Background and Aim: Inherited hypercholesterolemias are common disorders characterised by elevated LDL-C levels and premature coronary heart disease. We have recently described a recessive form of hypercholesterolemia (autosomal recessive hypercholesterolemia, ARH) in which LDL catabolism is reduced because of a mutation in the gene coding for an adaptor protein that impairs LDL-receptor (LDL-R) activity in the liver. The aim of this study was to characterise in detail the phenotypes of subjects with homozygous and heterozygous ARH. Methods and Results: We have so far identified six Italian families with ARH and studied the clinical and biochemical characteristics of 11 homozygotes (age 13–47 years) and 12 obligate heterozygotes (age 42–83 years). The study protocol included an evaluation of the lipoprotein profile, LDL-R activity in fibroblasts, LDL binding activity, and apo E genotype; a structured questionnaire (CHD risk factors, medical history, current medications); a physical examination, resting and stress ECG, ultrasound examinations (heart, carotid arteries, Achilles tendons) and coronary angiography.

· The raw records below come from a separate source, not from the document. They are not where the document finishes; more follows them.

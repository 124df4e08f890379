//! Move generation.
//!
//! Pseudo-legal moves are produced per piece by walking its movement
//! profile; drops are produced from the hand. Legal moves are the
//! pseudo-legal ones that do not leave the mover's own King attacked,
//! found by applying each candidate and testing the result.

mod attacks;
pub mod perft;

use crate::Position;
use shogi_core::{Move, Piece, PieceType, Side, Square};
use std::ops::ControlFlow;

pub use attacks::{for_each_target, is_in_check, is_square_attacked};

/// A list of moves.
///
/// Shogi positions can have close to 600 legal moves once drops are in
/// play, so the list is heap-backed with a generous initial capacity.
#[derive(Clone, Default, PartialEq, Eq)]
pub struct MoveList {
    moves: Vec<Move>,
}

impl MoveList {
    /// Initial capacity; enough for typical middlegame positions.
    pub const INITIAL_CAPACITY: usize = 128;

    /// Creates an empty move list.
    #[inline]
    pub fn new() -> Self {
        MoveList {
            moves: Vec::with_capacity(Self::INITIAL_CAPACITY),
        }
    }

    /// Adds a move to the list.
    #[inline]
    pub fn push(&mut self, m: Move) {
        self.moves.push(m);
    }

    /// Returns the number of moves.
    #[inline]
    pub fn len(&self) -> usize {
        self.moves.len()
    }

    /// Returns true if the list is empty.
    #[inline]
    pub fn is_empty(&self) -> bool {
        self.moves.is_empty()
    }

    /// Returns a slice of the moves.
    #[inline]
    pub fn as_slice(&self) -> &[Move] {
        &self.moves
    }

    /// Returns true if the list contains the given move.
    #[inline]
    pub fn contains(&self, m: &Move) -> bool {
        self.moves.contains(m)
    }

    /// Clears the move list.
    #[inline]
    pub fn clear(&mut self) {
        self.moves.clear();
    }

    /// Retains only moves for which the predicate returns true.
    pub fn retain<F>(&mut self, f: F)
    where
        F: FnMut(&Move) -> bool,
    {
        self.moves.retain(f);
    }
}

impl std::ops::Index<usize> for MoveList {
    type Output = Move;

    #[inline]
    fn index(&self, index: usize) -> &Self::Output {
        &self.moves[index]
    }
}

impl<'a> IntoIterator for &'a MoveList {
    type Item = &'a Move;
    type IntoIter = std::slice::Iter<'a, Move>;

    fn into_iter(self) -> Self::IntoIter {
        self.moves.iter()
    }
}

impl std::fmt::Debug for MoveList {
    fn fmt(&self, f: &mut std::fmt::Formatter<'_>) -> std::fmt::Result {
        f.debug_list().entries(self.as_slice()).finish()
    }
}

/// Generates all legal moves for the side to move.
pub fn legal_moves(position: &Position) -> MoveList {
    let mut moves = generate_pseudo_moves(position);

    // Judge each result by the side that moved, not the new side to move.
    let us = position.turn;
    moves.retain(|m| {
        let new_pos = apply_move(position, *m);
        !is_in_check(&new_pos.board, us)
    });

    moves
}

/// Returns true if the side to move has no legal moves.
///
/// Shogi has no stalemate draw, so this is a loss for the side to move
/// whether or not it is in check.
pub fn is_checkmate_or_stalemate(position: &Position) -> bool {
    legal_moves(position).is_empty()
}

/// Generates board moves and drops for the side to move, without checking
/// whether they leave the mover's King attacked.
pub fn generate_pseudo_moves(position: &Position) -> MoveList {
    let mut moves = MoveList::new();
    generate_board_moves(position, &mut moves);
    generate_drops(position, &mut moves);
    moves
}

/// Generates pseudo-legal board moves, expanded by promotion choice.
fn generate_board_moves(position: &Position, moves: &mut MoveList) {
    let us = position.turn;
    for (from, piece) in position.board.pieces_of(us) {
        let _ = for_each_target(&position.board, from, piece, |to| {
            push_with_promotions(moves, piece, from, to);
            ControlFlow::Continue(())
        });
    }
}

/// Pushes one move, or both promotion variants when promotion is optional.
fn push_with_promotions(moves: &mut MoveList, piece: Piece, from: Square, to: Square) {
    let side = piece.owner;
    if piece.promoted || !piece.kind.can_promote() {
        moves.push(Move::normal(from, to));
    } else if piece.kind.must_promote(side, to.row()) {
        moves.push(Move::promoting(from, to));
    } else if side.in_promotion_zone(from.row()) || side.in_promotion_zone(to.row()) {
        moves.push(Move::normal(from, to));
        moves.push(Move::promoting(from, to));
    } else {
        moves.push(Move::normal(from, to));
    }
}

/// Generates drops from the hand of the side to move.
fn generate_drops(position: &Position, moves: &mut MoveList) {
    let us = position.turn;
    let hand = position.hand(us);
    if hand.is_empty() {
        return;
    }

    // Columns where a Pawn drop would make two unpromoted Pawns.
    let mut pawn_blocked = [false; Square::SIZE as usize];
    for (col, blocked) in pawn_blocked.iter_mut().enumerate() {
        *blocked = position.board.has_unpromoted_pawn_on_col(us, col as u8);
    }

    for (piece, _) in hand.iter() {
        for to in Square::all() {
            if !position.board.is_empty_at(to) {
                continue;
            }
            if piece.must_promote(us, to.row()) {
                continue;
            }
            if piece == PieceType::Pawn && pawn_blocked[to.col() as usize] {
                continue;
            }
            moves.push(Move::drop(piece, to));
        }
    }
}

/// Applies a move and returns the resulting position.
///
/// A captured piece is demoted and added to the mover's hand under its base
/// type. An already promoted piece stays promoted.
///
/// # Panics
///
/// Panics if the move is not pseudo-legal in `position`: a board move from
/// an empty square, or a drop of a piece not held in hand. Only apply moves
/// drawn from [`legal_moves`] for the same position.
pub fn apply_move(position: &Position, m: Move) -> Position {
    let mut new_pos = position.clone();
    let us = position.turn;

    match m {
        Move::Board { from, to, promote } => {
            let piece = new_pos
                .board
                .take(from)
                .unwrap_or_else(|| panic!("no piece on {} to move", from));

            if let Some(captured) = new_pos.board.take(to) {
                new_pos.hand_mut(us).add(captured.kind);
            }

            let placed = if promote && !piece.promoted {
                piece.promote()
            } else {
                piece
            };
            new_pos.board.set(to, Some(placed));
        }
        Move::Drop { piece, to } => {
            new_pos.hand_mut(us).remove(piece);
            new_pos.board.set(to, Some(Piece::new(piece, us)));
        }
    }

    new_pos.turn = us.opponent();
    new_pos
}

/// Returns true if `side`'s King is attacked in `position`.
#[inline]
pub fn is_king_attacked(position: &Position, side: Side) -> bool {
    is_in_check(&position.board, side)
}
//! Move representation.

use crate::{PieceType, Square};
use std::fmt;
use thiserror::Error;

/// Errors that can occur when parsing USI move strings.
#[derive(Debug, Clone, Error, PartialEq, Eq)]
pub enum MoveParseError {
    #[error("invalid move length: expected 4 or 5 characters, got {0}")]
    InvalidLength(usize),

    #[error("invalid square: {0}")]
    InvalidSquare(String),

    #[error("invalid drop piece: '{0}'")]
    InvalidDropPiece(char),

    #[error("invalid promotion suffix: '{0}'")]
    InvalidSuffix(char),
}

/// A shogi move.
///
/// Moves are plain data and only mean something relative to the position
/// they were generated from. Two moves are equal when every field matches,
/// including `promote`.
#[derive(Debug, Clone, Copy, PartialEq, Eq, Hash)]
pub enum Move {
    /// Moves the piece on `from` to `to`, capturing whatever enemy piece
    /// stands there.
    Board {
        from: Square,
        to: Square,
        promote: bool,
    },
    /// Places an unpromoted piece from the mover's hand on an empty square.
    Drop { piece: PieceType, to: Square },
}

impl Move {
    /// Creates a board move without promotion.
    #[inline]
    pub const fn normal(from: Square, to: Square) -> Self {
        Move::Board {
            from,
            to,
            promote: false,
        }
    }

    /// Creates a board move that promotes on arrival.
    #[inline]
    pub const fn promoting(from: Square, to: Square) -> Self {
        Move::Board {
            from,
            to,
            promote: true,
        }
    }

    /// Creates a drop move.
    #[inline]
    pub const fn drop(piece: PieceType, to: Square) -> Self {
        Move::Drop { piece, to }
    }

    /// Returns the destination square.
    #[inline]
    pub const fn to(self) -> Square {
        match self {
            Move::Board { to, .. } | Move::Drop { to, .. } => to,
        }
    }

    /// Returns the source square, or `None` for drops.
    #[inline]
    pub const fn from(self) -> Option<Square> {
        match self {
            Move::Board { from, .. } => Some(from),
            Move::Drop { .. } => None,
        }
    }

    /// Returns true if this is a drop.
    #[inline]
    pub const fn is_drop(self) -> bool {
        matches!(self, Move::Drop { .. })
    }

    /// Returns true if this board move promotes the moving piece.
    #[inline]
    pub const fn is_promotion(self) -> bool {
        matches!(self, Move::Board { promote: true, .. })
    }

    /// Returns the USI notation for this move (e.g., "7g7f", "8h2b+", "P*5e").
    pub fn to_usi(self) -> String {
        match self {
            Move::Board { from, to, promote } => {
                format!("{}{}{}", from, to, if promote { "+" } else { "" })
            }
            Move::Drop { piece, to } => format!("{}*{}", piece.usi_char(), to),
        }
    }

    /// Parses a move from USI notation.
    ///
    /// This is purely syntactic; whether the move is legal depends on the
    /// position it is played in.
    pub fn from_usi(s: &str) -> Result<Self, MoveParseError> {
        if !s.is_ascii() || !(4..=5).contains(&s.len()) {
            return Err(MoveParseError::InvalidLength(s.chars().count()));
        }
        let square = |part: &str| {
            Square::from_usi(part).ok_or_else(|| MoveParseError::InvalidSquare(part.to_string()))
        };

        if &s[1..2] == "*" {
            if s.len() != 4 {
                return Err(MoveParseError::InvalidLength(s.len()));
            }
            let c = s.as_bytes()[0] as char;
            let piece = match PieceType::from_usi_char(c) {
                Some(PieceType::King) | None => return Err(MoveParseError::InvalidDropPiece(c)),
                Some(pt) => pt,
            };
            return Ok(Move::drop(piece, square(&s[2..4])?));
        }

        let from = square(&s[0..2])?;
        let to = square(&s[2..4])?;
        let promote = match s.as_bytes().get(4) {
            None => false,
            Some(b'+') => true,
            Some(&c) => return Err(MoveParseError::InvalidSuffix(c as char)),
        };
        Ok(Move::Board { from, to, promote })
    }
}

impl fmt::Display for Move {
    fn fmt(&self, f: &mut fmt::Formatter<'_>) -> fmt::Result {
        write!(f, "{}", self.to_usi())
    }
}
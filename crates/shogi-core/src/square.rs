//! Board square representation.

use std::fmt;

/// A square on the 9x9 shogi board, indexed 0-80.
///
/// Squares are stored row-major: row 0 is Gote's back rank, row 8 is
/// Sente's back rank, and column 0 is file 9 in USI notation. So (0, 0) is
/// `9a` and (8, 8) is `1i`.
#[derive(Clone, Copy, PartialEq, Eq, Hash, PartialOrd, Ord)]
pub struct Square(u8);

impl Square {
    /// Number of rows (and columns) on the board.
    pub const SIZE: u8 = 9;

    /// Number of squares on the board.
    pub const COUNT: usize = 81;

    /// Creates a square from row and column (each 0-8).
    #[inline]
    pub const fn new(row: u8, col: u8) -> Option<Self> {
        if row < Self::SIZE && col < Self::SIZE {
            Some(Square(row * Self::SIZE + col))
        } else {
            None
        }
    }

    /// Creates a square from index (0-80).
    #[inline]
    pub const fn from_index(index: u8) -> Option<Self> {
        if (index as usize) < Self::COUNT {
            Some(Square(index))
        } else {
            None
        }
    }

    /// Iterates over all 81 squares in row-major order.
    pub fn all() -> impl Iterator<Item = Square> {
        (0..Self::COUNT as u8).map(Square)
    }

    /// Returns the index (0-80).
    #[inline]
    pub const fn index(self) -> usize {
        self.0 as usize
    }

    /// Returns the row (0 = Gote's back rank).
    #[inline]
    pub const fn row(self) -> u8 {
        self.0 / Self::SIZE
    }

    /// Returns the column (0 = file 9).
    #[inline]
    pub const fn col(self) -> u8 {
        self.0 % Self::SIZE
    }

    /// Returns the square `(dr, dc)` away, or `None` if it falls off the board.
    #[inline]
    pub const fn offset(self, dr: i8, dc: i8) -> Option<Self> {
        let row = self.row() as i8 + dr;
        let col = self.col() as i8 + dc;
        if row < 0 || col < 0 {
            return None;
        }
        Self::new(row as u8, col as u8)
    }

    /// Parses a square from USI coordinates (e.g., "7g").
    pub const fn from_usi(s: &str) -> Option<Self> {
        let bytes = s.as_bytes();
        if bytes.len() != 2 {
            return None;
        }
        let file = bytes[0];
        let rank = bytes[1];
        if file < b'1' || file > b'9' || rank < b'a' || rank > b'i' {
            return None;
        }
        Self::new(rank - b'a', b'9' - file)
    }

    /// Returns the USI coordinates for this square.
    pub fn to_usi(self) -> String {
        let file = (b'9' - self.col()) as char;
        let rank = (b'a' + self.row()) as char;
        format!("{}{}", file, rank)
    }
}

impl fmt::Debug for Square {
    fn fmt(&self, f: &mut fmt::Formatter<'_>) -> fmt::Result {
        write!(f, "Square({}, {})", self.row(), self.col())
    }
}

impl fmt::Display for Square {
    fn fmt(&self, f: &mut fmt::Formatter<'_>) -> fmt::Result {
        write!(f, "{}", self.to_usi())
    }
}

The pedigrees were characterised by the absence of vertical transmission; consanguinity was documented in two families. Only the two previously described Sardinian mutations, ARH1 (c.432insA) and ARH2 (c.65 G>A), were identified in the probands. All of the ARH homozygotes had large tendinous xanthomas, two had exertional angina, and four a positive stress ECG. None had experienced myocardial infarction or stroke. More than half had instrumental signs of atherosclerosis such as a positive stress ECG or positive carotid echo-doppler examination. The ARH heterozygotes were consistently normal and had a normal lipid profile. Conclusions: The ARH phenotype resembles that of familial hypercholesterolemia (FH) homozygotes, but ARH may be a less serious illness. The absence of vertical transmission, and the presence of mild coronary heart disease and consanguinity, can suggest a possible diagnosis of ARH. ARH might be considered a phenocopy of FH but heterozygous subjects seem to have a consistently normal phenotype.